Exercise details —
Determine how many lines of this material contain "database". Give only the number.

Input records below:

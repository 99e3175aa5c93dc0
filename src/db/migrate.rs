use crate::errors::{AppError, AppResult};
use rusqlite::Connection;
use tracing::info;

/// Schema steps, applied in order. `PRAGMA user_version` records how many ran.
const MIGRATIONS: &[(&str, &str)] = &[
    (
        "create log table",
        r#"
        CREATE TABLE IF NOT EXISTS log (
            id        INTEGER PRIMARY KEY AUTOINCREMENT,
            date      TEXT NOT NULL,
            operation TEXT NOT NULL,
            target    TEXT DEFAULT '',
            message   TEXT NOT NULL
        );
        "#,
    ),
    (
        "create pending_reservations table",
        r#"
        CREATE TABLE IF NOT EXISTS pending_reservations (
            id          INTEGER PRIMARY KEY AUTOINCREMENT,
            date        TEXT NOT NULL,
            location    TEXT NOT NULL,
            bay         TEXT NOT NULL,
            seat        TEXT NOT NULL,
            occupant    TEXT NOT NULL,
            department  TEXT NOT NULL DEFAULT '',
            status      TEXT NOT NULL DEFAULT 'unconfirmed'
                        CHECK(status IN ('unconfirmed','acknowledged','conflicted')),
            attempts    INTEGER NOT NULL DEFAULT 1,
            last_error  TEXT,
            created_at  TEXT,
            updated_at  TEXT NOT NULL
        );

        CREATE UNIQUE INDEX IF NOT EXISTS idx_pending_identity
            ON pending_reservations(date, location, bay, seat);
        "#,
    ),
];

fn schema_version(conn: &Connection) -> AppResult<usize> {
    let v: i64 = conn.query_row("PRAGMA user_version", [], |row| row.get(0))?;
    usize::try_from(v).map_err(|_| AppError::Migration(format!("negative user_version {v}")))
}

/// Apply every migration the database has not seen yet.
pub fn run_pending_migrations(conn: &Connection) -> AppResult<()> {
    let current = schema_version(conn)?;

    if current > MIGRATIONS.len() {
        return Err(AppError::Migration(format!(
            "database schema v{current} is newer than this build (v{})",
            MIGRATIONS.len()
        )));
    }

    for (idx, (name, sql)) in MIGRATIONS.iter().enumerate().skip(current) {
        let version = idx + 1;
        let step_failed =
            |e: rusqlite::Error| AppError::Migration(format!("step {version} ({name}) failed: {e}"));

        let tx = conn.unchecked_transaction()?;
        tx.execute_batch(sql).map_err(step_failed)?;
        tx.pragma_update(None, "user_version", version as i64)
            .map_err(step_failed)?;
        tx.commit()?;
        info!(version, name, "applied migration");
    }

    Ok(())
}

End of Input records.

Answer space —
2